The scrappage clock is ticking and many dealers are becoming nervous about what happens when the incentive runs out of cash. There are of course the inevitable calls for an extension, and to be fair there’s no doubt the scheme has worked so it will be great if that happens, but eventually the business has to be able to stand on its own two feet when the financial crutch is taken away. The August sales figures show a 6% increase in registrations on last year, down, of course, to the success of the scrappage scheme but take away the sales from scrappage and the market was 20% down. Further compounding these troubling statistics is the fact that it was about this time last year that the recession was really starting to bite and numbers were already 18.6% down on the previous year’s results. So in a post-scrappage world what shape are we really in? Although the feel good factor has clearly benefited some makes which wouldn’t be obvious scrappage candidates, apart from the small economical supermini sector has there been any other real winners?
Much of the criticism of government back incentives and subsidies to bolster the flagging car market centred on what happens when any incentive stops. The fact is, whether we like it or not, the scrappage scheme presents us with a false market and a great many people fear that we are just delaying the bad news. It might be true to say that a proportion of the cars sold through the scheme would never have been sold in a normal market and the buyers themselves would never have set foot in a new car showroom without the scheme, but the cars they have bought are, of course, the least profitable. Another argument is that sales are just shunted forward into the window of the scheme and ensuing months then suffer accordingly. A lot of people will be nervously looking toward Germany to see how the market performs now their own scrappage scheme has ended.
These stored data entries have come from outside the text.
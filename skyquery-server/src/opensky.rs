//! OpenSky Network REST client: the live `SnapshotProvider`.
//!
//! One `GET /states/all` per query. No caching, no retries: a failure is
//! classified into a `FeedError` and handed back to the engine.

use std::time::Duration;

use async_trait::async_trait;
use reqwest::header::{HeaderMap, RETRY_AFTER};
use reqwest::{Client, StatusCode};

use skyquery_core::config::FeedConfig;
use skyquery_core::feed::{parse_states, FeedError, SnapshotProvider, SnapshotRequest};
use skyquery_core::types::Snapshot;

const RATE_LIMIT_RETRY_HEADER: &str = "x-rate-limit-retry-after-seconds";

/// HTTP client for the OpenSky `states/all` endpoint.
pub struct OpenSkyClient {
    client: Client,
    base_url: String,
    credentials: Option<(String, String)>,
}

impl OpenSkyClient {
    pub fn new(config: &FeedConfig) -> Result<Self, FeedError> {
        let client = Client::builder()
            .user_agent(concat!("skyquery/", env!("CARGO_PKG_VERSION")))
            .timeout(Duration::from_secs(config.timeout_secs))
            .gzip(true)
            .build()
            .map_err(|e| FeedError::Unreachable(e.to_string()))?;

        Ok(OpenSkyClient {
            client,
            base_url: config.base_url.trim_end_matches('/').to_string(),
            credentials: config
                .credentials()
                .map(|(u, p)| (u.to_string(), p.to_string())),
        })
    }

    pub fn is_authenticated(&self) -> bool {
        self.credentials.is_some()
    }

    fn states_url(&self) -> String {
        format!("{}/states/all", self.base_url)
    }
}

/// Query string for a snapshot request. Repeated `icao24` keys select
/// several aircraft.
fn query_params(request: &SnapshotRequest) -> Vec<(&'static str, String)> {
    let mut params = Vec::new();
    if let Some(bbox) = &request.bbox {
        params.push(("lamin", bbox.min_lat.to_string()));
        params.push(("lomin", bbox.min_lon.to_string()));
        params.push(("lamax", bbox.max_lat.to_string()));
        params.push(("lomax", bbox.max_lon.to_string()));
    }
    for icao in &request.icao24 {
        params.push(("icao24", icao.to_string()));
    }
    params
}

/// Map a non-success HTTP status onto the feed error taxonomy.
fn classify_status(status: StatusCode, headers: &HeaderMap) -> FeedError {
    match status {
        StatusCode::TOO_MANY_REQUESTS => {
            let retry_after_secs = headers
                .get(RATE_LIMIT_RETRY_HEADER)
                .or_else(|| headers.get(RETRY_AFTER))
                .and_then(|v| v.to_str().ok())
                .and_then(|v| v.trim().parse::<u64>().ok());
            FeedError::RateLimited { retry_after_secs }
        }
        StatusCode::UNAUTHORIZED | StatusCode::FORBIDDEN => FeedError::Unauthorized,
        status => FeedError::Status(status.as_u16()),
    }
}

#[async_trait]
impl SnapshotProvider for OpenSkyClient {
    async fn fetch(&self, request: &SnapshotRequest) -> Result<Snapshot, FeedError> {
        let url = self.states_url();
        let params = query_params(request);
        tracing::debug!(%url, ?params, "fetching states");

        let mut req = self.client.get(&url).query(&params);
        if let Some((user, pass)) = &self.credentials {
            req = req.basic_auth(user, Some(pass));
        }

        let response = req
            .send()
            .await
            .map_err(|e| FeedError::Unreachable(e.to_string()))?;

        let status = response.status();
        if !status.is_success() {
            let err = classify_status(status, response.headers());
            tracing::warn!(%status, error = %err, "feed request failed");
            return Err(err);
        }

        let body = response
            .bytes()
            .await
            .map_err(|e| FeedError::Unreachable(e.to_string()))?;
        let snapshot = parse_states(&body)?;

        tracing::debug!(
            time = snapshot.time,
            states = snapshot.states.len(),
            "snapshot received"
        );
        Ok(snapshot)
    }
}

// ---------------------------------------------------------------------------
// Tests
// ---------------------------------------------------------------------------

#[cfg(test)]
mod tests {
    use super::*;
    use reqwest::header::HeaderValue;
    use skyquery_core::types::BoundingBox;

    #[test]
    fn test_query_params() {
        let request = SnapshotRequest {
            bbox: Some(BoundingBox {
                min_lat: 37.0,
                max_lat: 38.5,
                min_lon: -123.0,
                max_lon: -121.5,
            }),
            icao24: vec!["a1b2c3".parse().unwrap(), "3C6444".parse().unwrap()],
        };
        let params = query_params(&request);
        assert_eq!(
            params,
            vec![
                ("lamin", "37".to_string()),
                ("lomin", "-123".to_string()),
                ("lamax", "38.5".to_string()),
                ("lomax", "-121.5".to_string()),
                ("icao24", "a1b2c3".to_string()),
                ("icao24", "3c6444".to_string()),
            ]
        );
        assert!(query_params(&SnapshotRequest::default()).is_empty());
    }

    #[test]
    fn test_classify_rate_limit() {
        let mut headers = HeaderMap::new();
        headers.insert(RATE_LIMIT_RETRY_HEADER, HeaderValue::from_static("120"));
        assert_eq!(
            classify_status(StatusCode::TOO_MANY_REQUESTS, &headers),
            FeedError::RateLimited {
                retry_after_secs: Some(120)
            }
        );

        let mut headers = HeaderMap::new();
        headers.insert(RETRY_AFTER, HeaderValue::from_static("15"));
        assert_eq!(
            classify_status(StatusCode::TOO_MANY_REQUESTS, &headers),
            FeedError::RateLimited {
                retry_after_secs: Some(15)
            }
        );

        assert_eq!(
            classify_status(StatusCode::TOO_MANY_REQUESTS, &HeaderMap::new()),
            FeedError::RateLimited {
                retry_after_secs: None
            }
        );
    }

    #[test]
    fn test_classify_other_statuses() {
        let headers = HeaderMap::new();
        assert_eq!(
            classify_status(StatusCode::UNAUTHORIZED, &headers),
            FeedError::Unauthorized
        );
        assert_eq!(
            classify_status(StatusCode::FORBIDDEN, &headers),
            FeedError::Unauthorized
        );
        assert_eq!(
            classify_status(StatusCode::SERVICE_UNAVAILABLE, &headers),
            FeedError::Status(503)
        );
    }

    #[test]
    fn test_client_config() {
        let config = FeedConfig {
            base_url: "http://localhost:9000/api/".into(),
            username: Some("pilot".into()),
            password: Some("secret".into()),
            timeout_secs: 5,
        };
        let client = OpenSkyClient::new(&config).unwrap();
        assert!(client.is_authenticated());
        assert_eq!(client.states_url(), "http://localhost:9000/api/states/all");

        let anonymous = OpenSkyClient::new(&FeedConfig::default()).unwrap();
        assert!(!anonymous.is_authenticated());
    }
}
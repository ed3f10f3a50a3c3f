//! skyquery: CLI + web server for live aircraft area queries.

use std::path::{Path, PathBuf};
use std::sync::Arc;

use clap::{Args, Parser, Subcommand};
use comfy_table::{Cell, Table};
use tracing_subscriber::{layer::SubscriberExt, util::SubscriberInitExt, EnvFilter};

use skyquery_core::area::{AircraftFilter, AreaQueryEngine};
use skyquery_core::config::{self, Config};
use skyquery_core::distance::{estimate_route, DistanceUnit, DEFAULT_CRUISE_KTS};
use skyquery_core::feed::{SnapshotProvider, StaticSnapshot};
use skyquery_core::types::{AreaQueryResult, Coordinate};

mod opensky;
mod web;

use opensky::OpenSkyClient;

#[derive(Parser)]
#[command(name = "skyquery", version, about = "Live aircraft area queries")]
struct Cli {
    /// Log level when RUST_LOG is not set
    #[arg(long, global = true, default_value = "info")]
    log_level: String,

    #[command(subcommand)]
    command: Commands,
}

#[derive(Subcommand)]
enum Commands {
    /// Run the REST API
    Serve {
        /// Bind address
        #[arg(long, env = "HOST")]
        host: Option<String>,

        /// Bind port
        #[arg(long, env = "PORT")]
        port: Option<u16>,

        #[command(flatten)]
        feed: FeedArgs,
    },

    /// List aircraft within a radius of a point
    Query {
        /// Center latitude
        #[arg(long, allow_hyphen_values = true)]
        lat: f64,

        /// Center longitude
        #[arg(long, allow_hyphen_values = true)]
        lon: f64,

        /// Radius in nautical miles
        #[arg(long)]
        radius: f64,

        /// Minimum altitude in feet
        #[arg(long)]
        altitude_min: Option<f64>,

        /// Maximum altitude in feet
        #[arg(long)]
        altitude_max: Option<f64>,

        /// Match against icao24 or callsign
        #[arg(long)]
        ident: Option<String>,

        /// Read a saved states/all JSON response instead of the live feed
        #[arg(long)]
        snapshot: Option<PathBuf>,

        /// Print JSON instead of a table
        #[arg(long)]
        json: bool,

        #[command(flatten)]
        feed: FeedArgs,
    },

    /// Great-circle distance and flight time between two points
    Distance {
        /// Origin as lat,lon
        #[arg(long, allow_hyphen_values = true)]
        from: Coordinate,

        /// Destination as lat,lon
        #[arg(long, allow_hyphen_values = true)]
        to: Coordinate,

        /// nautical_miles, kilometers, or statute_miles
        #[arg(long, default_value = "nautical_miles")]
        unit: DistanceUnit,

        /// Average ground speed in knots
        #[arg(long, default_value_t = DEFAULT_CRUISE_KTS)]
        speed: f64,
    },

    /// Show the effective configuration
    Config {
        /// Write it to ~/.skyquery/config.yaml
        #[arg(long)]
        save: bool,

        #[command(flatten)]
        feed: FeedArgs,
    },
}

/// Feed settings that may come from flags or the environment.
#[derive(Args, Clone, Default)]
struct FeedArgs {
    /// OpenSky username
    #[arg(long, env = "OPENSKY_USERNAME")]
    username: Option<String>,

    /// OpenSky password
    #[arg(long, env = "OPENSKY_PASSWORD", hide_env_values = true)]
    password: Option<String>,

    /// OpenSky API base URL
    #[arg(long, env = "OPENSKY_URL")]
    feed_url: Option<String>,
}

impl FeedArgs {
    fn apply(&self, config: &mut Config) {
        if let Some(u) = &self.username {
            config.feed.username = Some(u.clone());
        }
        if let Some(p) = &self.password {
            config.feed.password = Some(p.clone());
        }
        if let Some(url) = &self.feed_url {
            config.feed.base_url = url.clone();
        }
    }
}

#[tokio::main]
async fn main() {
    dotenvy::dotenv().ok();
    let cli = Cli::parse();
    init_tracing(&cli.log_level);

    let mut config = config::load_config();

    match cli.command {
        Commands::Serve { host, port, feed } => {
            feed.apply(&mut config);
            if let Some(h) = host {
                config.server.host = h;
            }
            if let Some(p) = port {
                config.server.port = p;
            }
            cmd_serve(&config).await
        }
        Commands::Query {
            lat,
            lon,
            radius,
            altitude_min,
            altitude_max,
            ident,
            snapshot,
            json,
            feed,
        } => {
            feed.apply(&mut config);
            let filter = AircraftFilter {
                altitude_min_ft: altitude_min,
                altitude_max_ft: altitude_max,
                ident,
            };
            cmd_query(&config, lat, lon, radius, &filter, snapshot.as_deref(), json).await
        }
        Commands::Distance {
            from,
            to,
            unit,
            speed,
        } => cmd_distance(from, to, unit, speed),
        Commands::Config { save, feed } => {
            feed.apply(&mut config);
            cmd_config(&config, save)
        }
    }
}

fn init_tracing(level: &str) {
    let filter = EnvFilter::try_from_default_env().unwrap_or_else(|_| EnvFilter::new(level));

    tracing_subscriber::registry()
        .with(filter)
        .with(tracing_subscriber::fmt::layer().with_writer(std::io::stderr))
        .init();
}

/// Live feed, or a saved response when `snapshot` is given.
fn build_provider(
    config: &Config,
    snapshot: Option<&Path>,
) -> Result<Arc<dyn SnapshotProvider>, String> {
    match snapshot {
        Some(path) => {
            let body = std::fs::read(path)
                .map_err(|e| format!("Error reading {}: {e}", path.display()))?;
            let provider = StaticSnapshot::from_json(&body)
                .map_err(|e| format!("Error parsing {}: {e}", path.display()))?;
            Ok(Arc::new(provider))
        }
        None => {
            let client = OpenSkyClient::new(&config.feed)
                .map_err(|e| format!("Error building feed client: {e}"))?;
            tracing::info!(
                url = %config.feed.base_url,
                authenticated = client.is_authenticated(),
                "using OpenSky feed"
            );
            Ok(Arc::new(client))
        }
    }
}

async fn cmd_serve(config: &Config) {
    let provider = build_provider(config, None).unwrap_or_else(|e| {
        eprintln!("{e}");
        std::process::exit(1);
    });
    let engine = AreaQueryEngine::new(config.engine, provider);

    tracing::info!(
        max_radius_nm = config.engine.max_radius_nm,
        "starting skyquery API"
    );

    if let Err(e) = web::serve(engine, &config.server.host, config.server.port).await {
        eprintln!(
            "Error serving on {}:{}: {e}",
            config.server.host, config.server.port
        );
        std::process::exit(1);
    }
}

async fn cmd_query(
    config: &Config,
    lat: f64,
    lon: f64,
    radius: f64,
    filter: &AircraftFilter,
    snapshot: Option<&Path>,
    as_json: bool,
) {
    let provider = build_provider(config, snapshot).unwrap_or_else(|e| {
        eprintln!("{e}");
        std::process::exit(1);
    });
    let engine = AreaQueryEngine::new(config.engine, provider);

    let result = match Coordinate::new(lat, lon) {
        Ok(center) => engine.query_area_filtered(center, radius, filter).await,
        Err(e) => Err(e),
    };
    let result = result.unwrap_or_else(|e| {
        eprintln!("Error: {e}");
        std::process::exit(1);
    });

    if as_json {
        match serde_json::to_string_pretty(&result) {
            Ok(text) => println!("{text}"),
            Err(e) => {
                eprintln!("Error: {e}");
                std::process::exit(1);
            }
        }
        return;
    }

    print_result(&result);
}

fn cmd_distance(from: Coordinate, to: Coordinate, unit: DistanceUnit, speed: f64) {
    let est = estimate_route(from, to, unit, speed).unwrap_or_else(|e| {
        eprintln!("Error: {e}");
        std::process::exit(1);
    });

    println!();
    println!("  From:      {}", est.origin);
    println!("  To:        {}", est.destination);
    println!("  Distance:  {:.2} {}", est.distance, est.unit);
    println!(
        "  Time:      {:.2} h ({:.0} min) at {} kts",
        est.flight_time_hours, est.flight_time_minutes, est.average_speed_kts
    );
    println!();
}

/// Effective configuration for display. The password never appears.
fn render_config(config: &Config) -> String {
    config::serialize_config(&config.redacted())
}

fn cmd_config(config: &Config, save: bool) {
    print!("{}", render_config(config));
    if save {
        match config::save_config(config) {
            Ok(path) => eprintln!("Saved {}", path.display()),
            Err(e) => {
                eprintln!("Error: {e}");
                std::process::exit(1);
            }
        }
    }
}

fn print_result(result: &AreaQueryResult) {
    let circle = &result.search_area.circle;
    println!();
    println!(
        "{} aircraft within {} nm of {}",
        result.aircraft_count,
        circle.radius_nm(),
        circle.center()
    );
    println!();

    if result.aircraft.is_empty() {
        return;
    }

    let mut table = Table::new();
    table.set_header(vec![
        "ICAO24", "Callsign", "Country", "Dist (nm)", "Alt (ft)", "Speed (kts)", "Track",
        "Lat", "Lon", "Ground",
    ]);

    for ac in &result.aircraft {
        let sv = &ac.state;
        table.add_row(vec![
            Cell::new(sv.icao24),
            Cell::new(sv.callsign.as_deref().unwrap_or("-")),
            Cell::new(sv.origin_country.as_deref().unwrap_or("-")),
            Cell::new(format!("{:.2}", ac.distance_nm())),
            Cell::new(
                ac.altitude_ft
                    .map(|a| a.to_string())
                    .unwrap_or("-".into()),
            ),
            Cell::new(
                ac.velocity_kts
                    .map(|s| s.to_string())
                    .unwrap_or("-".into()),
            ),
            Cell::new(
                sv.true_track_deg
                    .map(|h| format!("{h:.1}"))
                    .unwrap_or("-".into()),
            ),
            Cell::new(
                sv.position
                    .map(|p| format!("{:.4}", p.lat()))
                    .unwrap_or("-".into()),
            ),
            Cell::new(
                sv.position
                    .map(|p| format!("{:.4}", p.lon()))
                    .unwrap_or("-".into()),
            ),
            Cell::new(if sv.on_ground { "yes" } else { "no" }),
        ]);
    }

    println!("{table}");
}

// ---------------------------------------------------------------------------
// Tests
// ---------------------------------------------------------------------------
Let’s take a look at what might happen next and concentrate on the positive aspects of a leaner, hungrier retail trade. One definite positive result is that car makers have hopefully now learned that mass self registration exercises to massage sales figures and falsely increase market share is a short term fix and not a viable solution for them or their dealer network.
Dealers for their part having successfully cut costs, closed unprofitable branches and vastly improved the service they give to customers, will also need to continue being laser focused on ensuring that they are competitive, offer a range of products which can benefit customers and ensure the service they offer is good enough for customers to remain loyal to them. The training which new staff members can expect should be designed more around customer service and less around hard selling closing techniques, because as one manager told me, ‘our sales process is now so detailed and comprehensive that if followed religiously should give the sales team every opportunity to make the sale anyway’
It certainly seems to be the case that old style tactics are a thing of the past and customers in the main will go completely cold if they feel they are being pressurised and anyway if the deal is right and the car fits it will be a more committed sale as a result of sharing information during a sales presentation. The old adage of “test drive sell cars” will always be relevant, and with many independent car showrooms offering at least as good, and in some cases much better and more personal service, the whole industry will hopefully learn from the past, push on with the future and carry on selling.